That type of take from Camp and others is becoming commonplace, according to some observers.

“There is a lot of whataboutism happening,” the Alliance for Securing Democracy’s Schafer told VOA. “The influencer crowd—especially those targeting the left—have really struggled to message around this, as it’s tough to maintain a posture as an anti-war/anti-imperialist while the people signing your checks are attacking Ukrainian cities.”

U.S. far-right media

Some of the same sentiments are also making their way into far-right-leaning social media in the United States.

“I’m not taking a stance on war,” Joe Oltmann, one of the hosts of the Conservative Daily Podcast said on his show Friday, after playing a YouTube video titled purportedly from a Ukrainian man.

VOA could not independently confirm the authenticity or origin of the video, titled, “Save the Crocodile Tears for Ukraine,” which called out Western hypocrisy and echoed Russian talking points about NATO expansionism and Nazi influences in Ukraine.

But a VOA analysis found that the video, which has now been labeled with a warning that it “may be inappropriate for some users,” had been modified to erase data on when it was made. It also found that the Ukrainian man talking in the video bears a close resemblance to a man with an online profile that says he is an actor from Moscow.

Regardless of the video’s origin, Oltmann used it to segue to his views on Russia’s actions.

“There’s no part of me that wants Russia to go in and invade Ukraine,” Oltmann said on his podcast in response to the video. “But when you have military installations and biolabs, and by the way let’s talk about Zelenskyy jailing his opposition leaders. Let’s talk about him shutting down nationalized TV stations.”
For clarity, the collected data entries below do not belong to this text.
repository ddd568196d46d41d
use std::sync::Arc;

use super::ports::incoming::{
    CreateProjectUseCase, DeleteProjectUseCase, ListProjectsUseCase, RefreshProjectStatsUseCase,
    UpdateProjectUseCase,
};

#[derive(Clone)]
pub struct ProjectUseCases {
    pub list: Arc<dyn ListProjectsUseCase + Send + Sync>,
    pub create: Arc<dyn CreateProjectUseCase + Send + Sync>,
    pub update: Arc<dyn UpdateProjectUseCase + Send + Sync>,
    pub delete: Arc<dyn DeleteProjectUseCase + Send + Sync>,
    pub refresh_stats: Arc<dyn RefreshProjectStatsUseCase + Send + Sync>,
}
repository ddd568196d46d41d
use sea_orm::entity::prelude::*;
use serde::{Deserialize, Serialize};

#[derive(Clone, Debug, PartialEq, Eq, DeriveEntityModel, Serialize, Deserialize)]
#[sea_orm(table_name = "featured_skills")]
pub struct Model {
    #[sea_orm(primary_key, column_type = "Uuid")]
    pub id: Uuid,

    #[sea_orm(column_name = "user_id", column_type = "Uuid")]
    pub user_id: Uuid,

    #[sea_orm(column_type = "Text", string_len = 150)]
    pub title: String,

    #[sea_orm(column_type = "Text")]
    pub description: String,

    #[sea_orm(column_type = "JsonBinary")]
    pub technologies: Vec<String>,

    #[sea_orm(column_type = "Text", nullable)]
    pub image_url: Option<String>,

    pub order_index: i32,

    #[sea_orm(column_type = "TimestampWithTimeZone")]
    pub created_at: DateTimeWithTimeZone,

    #[sea_orm(column_type = "TimestampWithTimeZone")]
    pub updated_at: DateTimeWithTimeZone,
}

#[derive(Copy, Clone, Debug, EnumIter, DeriveRelation)]
pub enum Relation {
    #[sea_orm(
        belongs_to = "crate::modules::auth::adapter::outgoing::sea_orm_entity::Entity",
        from = "Column::UserId",
        to = "crate::modules::auth::adapter::outgoing::sea_orm_entity::Column::Id",
        on_update = "Cascade",
        on_delete = "Cascade"
    )]
    Users,
}

impl Related<crate::modules::auth::adapter::outgoing::sea_orm_entity::Entity> for Entity {
    fn to() -> RelationDef {
        Relation::Users.def()
    }
}

impl ActiveModelBehavior for ActiveModel {}
pub mod ports;
pub mod service;
pub mod upload_policy;
pub mod use_cases;
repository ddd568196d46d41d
use std::sync::Arc;

use super::ports::incoming::CreateUploadUseCase;

#[derive(Clone)]
pub struct StorageUseCases {
    pub create_upload: Arc<dyn CreateUploadUseCase + Send + Sync>,
}
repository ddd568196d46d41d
use async_trait::async_trait;
use std::sync::Arc;
use uuid::Uuid;

use crate::modules::functions::application::parse::github_repo_from_url;
use crate::modules::functions::application::ports::outgoing::{GithubStatsQuery, UpstreamError};
use crate::modules::project::application::ports::incoming::{
    RefreshProjectStatsError, RefreshProjectStatsUseCase,
};
use crate::modules::project::application::ports::outgoing::{
    ProjectRecord, ProjectRepository, ProjectRepositoryError,
};

/// Re-reads star/fork counts from GitHub and persists them on the project
/// row, replacing the old copy-out-of-a-serverless-function round-trip.
pub struct RefreshProjectStatsService {
    repository: Arc<dyn ProjectRepository + Send + Sync>,
    github: Arc<dyn GithubStatsQuery + Send + Sync>,
}

impl RefreshProjectStatsService {
    pub fn new(
        repository: Arc<dyn ProjectRepository + Send + Sync>,
        github: Arc<dyn GithubStatsQuery + Send + Sync>,
    ) -> Self {
        Self { repository, github }
    }
}

fn map_repo_err(e: ProjectRepositoryError) -> RefreshProjectStatsError {
    match e {
        ProjectRepositoryError::NotFound => RefreshProjectStatsError::NotFound,
        ProjectRepositoryError::DatabaseError(msg) => {
            RefreshProjectStatsError::RepositoryError(msg)
        }
    }
}

#[async_trait]
impl RefreshProjectStatsUseCase for RefreshProjectStatsService {
    async fn execute(
        &self,
        owner: Uuid,
        id: Uuid,
    ) -> Result<ProjectRecord, RefreshProjectStatsError> {
        let project = self.repository.find(owner, id).await.map_err(map_repo_err)?;

        let github_url = project
            .github_url
            .as_deref()
            .ok_or(RefreshProjectStatsError::MissingGithubUrl)?;

        let (repo_owner, repo_name) = github_repo_from_url(github_url)
            .ok_or(RefreshProjectStatsError::InvalidGithubUrl)?;

        let stats = self
            .github
            .fetch(&repo_owner, &repo_name)
            .await
            .map_err(|e: UpstreamError| RefreshProjectStatsError::UpstreamError(e.to_string()))?;

        self.repository
            .set_stats(owner, id, stats.stars, stats.forks)
            .await
            .map_err(map_repo_err)
    }
}
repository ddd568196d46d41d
use async_trait::async_trait;
use std::fmt;
use uuid::Uuid;

use super::outgoing::{ExperienceData, ExperienceRecord};

#[derive(Debug, Clone, PartialEq)]
pub enum ExperienceError {
    NotFound,
    RepositoryError(String),
}

impl fmt::Display for ExperienceError {
    fn fmt(&self, f: &mut fmt::Formatter<'_>) -> fmt::Result {
        match self {
            ExperienceError::NotFound => write!(f, "Experience not found"),
            ExperienceError::RepositoryError(e) => write!(f, "Repository error: {}", e),
        }
    }
}

#[async_trait]
pub trait ListExperiencesUseCase {
    async fn execute(&self) -> Result<Vec<ExperienceRecord>, ExperienceError>;
}

#[async_trait]
pub trait CreateExperienceUseCase {
    async fn execute(
        &self,
        owner: Uuid,
        data: ExperienceData,
    ) -> Result<ExperienceRecord, ExperienceError>;
}

#[async_trait]
pub trait UpdateExperienceUseCase {
    async fn execute(
        &self,
        owner: Uuid,
        id: Uuid,
        data: ExperienceData,
    ) -> Result<ExperienceRecord, ExperienceError>;
}

#[async_trait]
pub trait DeleteExperienceUseCase {
    async fn execute(&self, owner: Uuid, id: Uuid) -> Result<(), ExperienceError>;
}
use async_trait::async_trait;
use chrono::Utc;
use std::sync::Arc;
use uuid::Uuid;

use super::ports::incoming::{
    CreateUploadError, CreateUploadUseCase, UploadRequest, UploadTicket,
};
use super::ports::outgoing::ObjectStore;
use super::upload_policy::sanitize_file_name;

pub struct UploadService {
    store: Arc<dyn ObjectStore>,
}

impl UploadService {
    pub fn new(store: Arc<dyn ObjectStore>) -> Self {
        Self { store }
    }
}

fn public_url(bucket: &str, object_key: &str) -> String {
    format!("https://storage.googleapis.com/{}/{}", bucket, object_key)
}

#[async_trait]
impl CreateUploadUseCase for UploadService {
    async fn execute(
        &self,
        owner: Uuid,
        request: UploadRequest,
    ) -> Result<UploadTicket, CreateUploadError> {
        // Policy check first; a bad content type never touches storage.
        if !request.kind.accepts(&request.content_type) {
            return Err(CreateUploadError::UnsupportedContentType);
        }

        let bucket = request.kind.bucket().to_string();
        let object_key = format!(
            "{}/{}_{}",
            owner,
            Utc::now().timestamp_millis(),
            sanitize_file_name(&request.file_name)
        );

        let upload_url = self
            .store
            .signed_put_url(&bucket, &object_key, &request.content_type)
            .await
            .map_err(|e| CreateUploadError::SignFailed(e.to_string()))?;

        Ok(UploadTicket {
            upload_url,
            public_url: public_url(&bucket, &object_key),
            object_key,
            bucket,
        })
    }
}
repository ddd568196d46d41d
pub mod post_repository_postgres;
pub mod sea_orm_entity;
“Are you going to find people in Ukraine who actually believe that Russia is bad? The answer is yes,” Oltmann added. “Are you also going to find people in Ukraine that say that Russia is doing what Russia should do, and that they’re ending the corruption within their own state environment?”
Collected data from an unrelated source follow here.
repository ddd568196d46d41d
use std::sync::Arc;

use async_trait::async_trait;

use crate::modules::auth::application::ports::incoming::{
    LoginError, LoginRequest, LoginResponse, LoginUseCase, UserInfo,
};
use crate::modules::auth::application::ports::outgoing::{PasswordHasher, TokenProvider, UserQuery};

pub struct LoginService<Q>
where
    Q: UserQuery,
{
    query: Q,
    password_hasher: Arc<dyn PasswordHasher>,
    tokens: Arc<dyn TokenProvider>,
}

impl<Q> LoginService<Q>
where
    Q: UserQuery,
{
    pub fn new(
        query: Q,
        password_hasher: Arc<dyn PasswordHasher>,
        tokens: Arc<dyn TokenProvider>,
    ) -> Self {
        Self {
            query,
            password_hasher,
            tokens,
        }
    }
}

#[async_trait]
impl<Q> LoginUseCase for LoginService<Q>
where
    Q: UserQuery + Send + Sync,
{
    async fn execute(&self, request: LoginRequest) -> Result<LoginResponse, LoginError> {
        let user = self
            .query
            .find_by_email(request.email())
            .await
            .map_err(LoginError::QueryError)?
            .ok_or(LoginError::InvalidCredentials)?;

        let is_valid = self
            .password_hasher
            .verify_password(request.password(), &user.password_hash)
            .await
            .map_err(|e| LoginError::PasswordVerificationFailed(e.to_string()))?;

        if !is_valid {
            return Err(LoginError::InvalidCredentials);
        }

        let access_token = self
            .tokens
            .generate_access_token(user.id)
            .map_err(|e| LoginError::TokenGenerationFailed(e.to_string()))?;
        let refresh_token = self
            .tokens
            .generate_refresh_token(user.id)
            .map_err(|e| LoginError::TokenGenerationFailed(e.to_string()))?;

        Ok(LoginResponse {
            access_token,
            refresh_token,
            user: UserInfo {
                id: user.id,
                email: user.email,
            },
        })
    }
}
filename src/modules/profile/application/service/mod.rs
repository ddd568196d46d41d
use async_trait::async_trait;
use std::sync::Arc;
use uuid::Uuid;

use super::ports::incoming::{
    GetProfileError, GetProfileUseCase, UpsertProfileError, UpsertProfileUseCase,
};
use super::ports::outgoing::{ProfileRecord, ProfileRepository, ProfileRepositoryError};
use crate::shared::validation::ProfileData;

pub struct ProfileService {
    repository: Arc<dyn ProfileRepository + Send + Sync>,
}

impl ProfileService {
    pub fn new(repository: Arc<dyn ProfileRepository + Send + Sync>) -> Self {
        Self { repository }
    }
}

#[async_trait]
impl GetProfileUseCase for ProfileService {
    async fn execute(&self) -> Result<ProfileRecord, GetProfileError> {
        match self.repository.find_display_profile().await {
            Ok(Some(profile)) => Ok(profile),
            Ok(None) => Err(GetProfileError::NotFound),
            Err(e) => Err(GetProfileError::RepositoryError(e.to_string())),
        }
    }
}

#[async_trait]
impl UpsertProfileUseCase for ProfileService {
    async fn execute(
        &self,
        owner: Uuid,
        data: ProfileData,
    ) -> Result<ProfileRecord, UpsertProfileError> {
        self.repository
            .upsert(owner, data)
            .await
            .map_err(|e| UpsertProfileError::RepositoryError(e.to_string()))
    }
}
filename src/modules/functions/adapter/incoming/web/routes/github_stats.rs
use actix_web::{post, web, Responder};
use serde::Deserialize;
use tracing::error;

use crate::modules::functions::application::ports::incoming::GithubStatsFunctionError;
use crate::shared::api::ApiResponse;
use crate::AppState;

#[derive(Debug, Deserialize)]
pub struct GithubStatsBody {
    pub github_url: String,
}

#[post("/api/functions/github-stats")]
pub async fn github_stats_handler(
    body: web::Json<GithubStatsBody>,
    data: web::Data<AppState>,
) -> impl Responder {
    match data.functions.github_stats.execute(&body.github_url).await {
        Ok(stats) => ApiResponse::success(stats),
        Err(GithubStatsFunctionError::InvalidUrl) => ApiResponse::bad_request(
            "INVALID_GITHUB_URL",
            "URL must point at a GitHub repository",
        ),
        Err(GithubStatsFunctionError::UpstreamError(e)) => {
            error!("GitHub stats lookup failed: {}", e);
            ApiResponse::internal_error()
        }
    }
}
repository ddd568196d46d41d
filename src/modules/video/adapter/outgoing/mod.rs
pub mod sea_orm_entity;
pub mod video_repository_postgres;
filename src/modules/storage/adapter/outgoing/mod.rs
pub mod object_store_gcs;
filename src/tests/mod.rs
pub mod support;
use sea_orm_migration::prelude::*;

#[derive(DeriveMigrationName)]
pub struct Migration;

#[async_trait::async_trait]
impl MigrationTrait for Migration {
    async fn up(&self, manager: &SchemaManager) -> Result<(), DbErr> {
        manager
            .create_table(
                Table::create()
                    .table(Users::Table)
                    .if_not_exists()
                    .col(
                        ColumnDef::new(Users::Id)
                            .uuid()
                            .not_null()
                            .primary_key()
                            .default(Expr::cust("gen_random_uuid()")),
                    )
                    .col(
                        ColumnDef::new(Users::Email)
                            .string_len(255)
                            .not_null()
                            .unique_key(),
                    )
                    .col(
                        ColumnDef::new(Users::PasswordHash)
                            .string_len(255)
                            .not_null(),
                    )
                    .col(
                        ColumnDef::new(Users::CreatedAt)
                            .timestamp_with_time_zone()
                            .not_null()
                            .default(Expr::current_timestamp()),
                    )
                    .col(
                        ColumnDef::new(Users::UpdatedAt)
                            .timestamp_with_time_zone()
                            .not_null()
                            .default(Expr::current_timestamp()),
                    )
                    .to_owned(),
            )
            .await?;

        // Shared trigger function reused by every content table.
        manager
            .get_connection()
            .execute_unprepared(
                r#"
                CREATE OR REPLACE FUNCTION update_updated_at_column()
                RETURNS TRIGGER AS $$
                BEGIN
                    NEW.updated_at = now();
                    RETURN NEW;
                END;
                $$ LANGUAGE plpgsql;
                "#,
            )
            .await?;

        manager
            .get_connection()
            .execute_unprepared(
                r#"
                CREATE TRIGGER update_users_updated_at
                BEFORE UPDATE ON users
                FOR EACH ROW
                EXECUTE FUNCTION update_updated_at_column();
                "#,
            )
            .await?;

        Ok(())
    }

    async fn down(&self, manager: &SchemaManager) -> Result<(), DbErr> {
        manager
            .get_connection()
            .execute_unprepared("DROP TRIGGER IF EXISTS update_users_updated_at ON users;")
            .await?;

        manager
            .drop_table(Table::drop().table(Users::Table).to_owned())
            .await?;

        manager
            .get_connection()
            .execute_unprepared("DROP FUNCTION IF EXISTS update_updated_at_column();")
            .await?;

        Ok(())
    }
}

#[derive(Iden)]
pub enum Users {
    Table,
    Id,
    Email,
    PasswordHash,
    CreatedAt,
    UpdatedAt,
}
Researchers have also seen Russian propaganda find its way onto far-right websites such as ZeroHedge or The Duran. And narratives sympathetic to Russia have also appeared on websites like The Grayzone, described by researchers as an outlet favored by both Russian and Chinese propagandists for its willingness to push anti-American and “anti-imperialist” views.”
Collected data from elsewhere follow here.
use actix_web::{get, web, HttpResponse, Responder};
use sea_orm::{ConnectionTrait, DatabaseConnection, Statement};
use serde::Serialize;
use std::sync::Arc;

#[derive(Serialize)]
struct HealthResponse {
    status: &'static str,
}

#[derive(Serialize)]
struct ReadinessResponse {
    status: &'static str,
    database: &'static str,
}

/// LIVENESS PROBE
/// - No I/O
/// - No DB
#[get("/health")]
pub async fn health() -> impl Responder {
    HttpResponse::Ok().json(HealthResponse { status: "ok" })
}

/// READINESS PROBE
/// - Checks critical dependencies
#[get("/ready")]
pub async fn readiness(db: web::Data<Arc<DatabaseConnection>>) -> impl Responder {
    let db_status = match db
        .execute(Statement::from_string(
            db.get_database_backend(),
            "SELECT 1",
        ))
        .await
    {
        Ok(_) => "ok",
        Err(_) => "unhealthy",
    };

    if db_status == "ok" {
        HttpResponse::Ok().json(ReadinessResponse {
            status: "ok",
            database: db_status,
        })
    } else {
        HttpResponse::ServiceUnavailable().json(ReadinessResponse {
            status: "unhealthy",
            database: db_status,
        })
    }
}
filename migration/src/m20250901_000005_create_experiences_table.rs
use sea_orm_migration::prelude::*;

use crate::m20250901_000001_create_users_table::Users;

#[derive(DeriveMigrationName)]
pub struct Migration;

#[async_trait::async_trait]
impl MigrationTrait for Migration {
    async fn up(&self, manager: &SchemaManager) -> Result<(), DbErr> {
        manager
            .create_table(
                Table::create()
                    .table(Experiences::Table)
                    .if_not_exists()
                    .col(
                        ColumnDef::new(Experiences::Id)
                            .uuid()
                            .not_null()
                            .primary_key()
                            .default(Expr::cust("gen_random_uuid()")),
                    )
                    .col(ColumnDef::new(Experiences::UserId).uuid().not_null())
                    .col(
                        ColumnDef::new(Experiences::Company)
                            .string_len(150)
                            .not_null(),
                    )
                    .col(
                        ColumnDef::new(Experiences::Position)
                            .string_len(150)
                            .not_null(),
                    )
                    .col(
                        ColumnDef::new(Experiences::Duration)
                            .string_len(100)
                            .not_null(),
                    )
                    .col(ColumnDef::new(Experiences::Location).string_len(100))
                    .col(ColumnDef::new(Experiences::Description).text().not_null())
                    .col(
                        ColumnDef::new(Experiences::Technologies)
                            .json_binary()
                            .not_null(),
                    )
                    .col(ColumnDef::new(Experiences::ExperienceType).string_len(50))
                    .col(ColumnDef::new(Experiences::Color).string_len(50))
                    .col(
                        ColumnDef::new(Experiences::OrderIndex)
                            .integer()
                            .not_null()
                            .default(0),
                    )
                    .col(
                        ColumnDef::new(Experiences::CreatedAt)
                            .timestamp_with_time_zone()
                            .not_null()
                            .default(Expr::current_timestamp()),
                    )
                    .col(
                        ColumnDef::new(Experiences::UpdatedAt)
                            .timestamp_with_time_zone()
                            .not_null()
                            .default(Expr::current_timestamp()),
                    )
                    .foreign_key(
                        ForeignKey::create()
                            .name("fk_experiences_user_id")
                            .from(Experiences::Table, Experiences::UserId)
                            .to(Users::Table, Users::Id)
                            .on_delete(ForeignKeyAction::Cascade)
                            .on_update(ForeignKeyAction::Cascade),
                    )
                    .to_owned(),
            )
            .await?;

        manager
            .get_connection()
            .execute_unprepared(
                r#"
                CREATE INDEX IF NOT EXISTS idx_experiences_user_id
                ON experiences (user_id, order_index DESC);
                "#,
            )
            .await?;

        manager
            .get_connection()
            .execute_unprepared(
                r#"
                CREATE TRIGGER update_experiences_updated_at
                BEFORE UPDATE ON experiences
                FOR EACH ROW
                EXECUTE FUNCTION update_updated_at_column();
                "#,
            )
            .await?;

        Ok(())
    }

    async fn down(&self, manager: &SchemaManager) -> Result<(), DbErr> {
        manager
            .get_connection()
            .execute_unprepared(
                "DROP TRIGGER IF EXISTS update_experiences_updated_at ON experiences;",
            )
            .await?;

        manager
            .drop_table(Table::drop().table(Experiences::Table).to_owned())
            .await
    }
}

#[derive(Iden)]
enum Experiences {
    Table,
    Id,
    UserId,
    Company,
    Position,
    Duration,
    Location,
    Description,
    Technologies,
    ExperienceType,
    Color,
    OrderIndex,
    CreatedAt,
    UpdatedAt,
}
pub mod domain;
pub mod ports;
pub mod service;
pub mod use_cases;
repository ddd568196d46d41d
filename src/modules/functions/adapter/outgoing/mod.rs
pub mod github_stats_reqwest;
pub mod youtube_metadata_reqwest;
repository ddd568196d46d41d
use async_trait::async_trait;
use lettre::transport::smtp::authentication::Credentials;
use lettre::{
    message::header::ContentType, AsyncSmtpTransport, AsyncTransport, Message, Tokio1Executor,
};

use crate::modules::contact::application::ports::outgoing::EmailSender;

#[async_trait]
pub trait Mailer: Send + Sync {
    async fn send(&self, email: Message) -> Result<(), String>;
}

#[async_trait]
impl Mailer for AsyncSmtpTransport<Tokio1Executor> {
    async fn send(&self, email: Message) -> Result<(), String> {
        AsyncTransport::send(self, email)
            .await
            .map(|_resp| ())
            .map_err(|e| e.to_string())
    }
}

pub struct SmtpEmailSender {
    mailer: Box<dyn Mailer>,
    from_email: String,
}

impl SmtpEmailSender {
    pub fn new_with_mailer(mailer: Box<dyn Mailer>, from_email: &str) -> Self {
        Self {
            mailer,
            from_email: from_email.to_string(),
        }
    }

    pub fn new(
        smtp_server: &str,
        smtp_username: &str,
        smtp_password: &str,
        from_email: &str,
    ) -> Result<Self, String> {
        let creds = Credentials::new(smtp_username.to_string(), smtp_password.to_string());

        let transport = AsyncSmtpTransport::<Tokio1Executor>::relay(smtp_server)
            .map_err(|e| e.to_string())?
            .credentials(creds)
            .build();

        Ok(Self {
            mailer: Box::new(transport),
            from_email: from_email.to_string(),
        })
    }

    // Local/test constructor (Mailpit, MailHog, etc.)
    pub fn new_local(host: &str, port: u16, from_email: &str) -> Self {
        let transport = AsyncSmtpTransport::<Tokio1Executor>::builder_dangerous(host)
            .port(port)
            .build();

        Self {
            mailer: Box::new(transport),
            from_email: from_email.to_string(),
        }
    }
}

#[async_trait]
impl EmailSender for SmtpEmailSender {
    async fn send_email(
        &self,
        to: &str,
        reply_to: &str,
        subject: &str,
        body: &str,
    ) -> Result<(), String> {
        let email = Message::builder()
            .from(self.from_email.parse().map_err(|e| format!("{:?}", e))?)
            .to(to.parse().map_err(|e| format!("{:?}", e))?)
            .reply_to(reply_to.parse().map_err(|e| format!("{:?}", e))?)
            .subject(subject)
            .header(ContentType::TEXT_HTML)
            .body(body.to_string())
            .map_err(|e| e.to_string())?;

        self.mailer.send(email).await?;
        Ok(())
    }
}

#[cfg(test)]
mod tests {
    use super::*;

    struct MockMailer;

    #[async_trait]
    impl Mailer for MockMailer {
        async fn send(&self, _email: Message) -> Result<(), String> {
            Ok(())
        }
    }

    #[tokio::test]
    async fn builds_and_sends_a_well_formed_message() {
        let sender = SmtpEmailSender::new_with_mailer(Box::new(MockMailer), "noreply@example.com");

        let result = sender
            .send_email(
                "owner@example.com",
                "visitor@example.com",
                "Hello",
                "<p>Hi</p>",
            )
            .await;

        assert!(result.is_ok(), "Expected Ok, got {:?}", result);
    }

    #[tokio::test]
    async fn invalid_reply_to_never_reaches_the_mailer() {
        struct DummyMailer;

        #[async_trait]
        impl Mailer for DummyMailer {
            async fn send(&self, _: Message) -> Result<(), String> {
                panic!("Should not reach mailer with an invalid reply-to");
            }
        }

        let sender = SmtpEmailSender::new_with_mailer(Box::new(DummyMailer), "noreply@example.com");

        let result = sender
            .send_email("owner@example.com", "not-an-email", "Subject", "<p>x</p>")
            .await;

        assert!(result.is_err(), "Expected error from invalid reply-to");
    }

    #[tokio::test]
    async fn invalid_from_address_is_an_error() {
        struct DummyMailer;

        #[async_trait]
        impl Mailer for DummyMailer {
            async fn send(&self, _: Message) -> Result<(), String> {
                panic!("Should not reach mailer with an invalid sender");
            }
        }

        let sender = SmtpEmailSender::new_with_mailer(Box::new(DummyMailer), "invalid-from-email");

        let result = sender
            .send_email(
                "owner@example.com",
                "visitor@example.com",
                "Subject",
                "<p>x</p>",
            )
            .await;

        assert!(result.is_err(), "Expected error from invalid 'from' address");
    }
}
VOA has reached out to both Rania Khalek and Joe Oltmann for comment on their roles in promoting what appear to be Russian narratives but has not yet heard back from either of them.

VOA also reached out to Meta, Google and Twitter about how the social media companies plan to handle Russian propaganda and disinformation coming from influencers who may not have direct connections to Russia or Russian-affiliated media.

Meta and Google have not responded as of publication of this article. Twitter shared a list of steps it has already taken to address disinformation and influence operations linked to the Russian invasion of Ukraine, including the suspension of more than a dozen accounts and the blocking of several links.

“Our investigation is ongoing; however, our initial findings indicate that the accounts and links originated in Russia and were attempting to disrupt the public conversation around the ongoing conflict in Ukraine,” Twitter said in the statement.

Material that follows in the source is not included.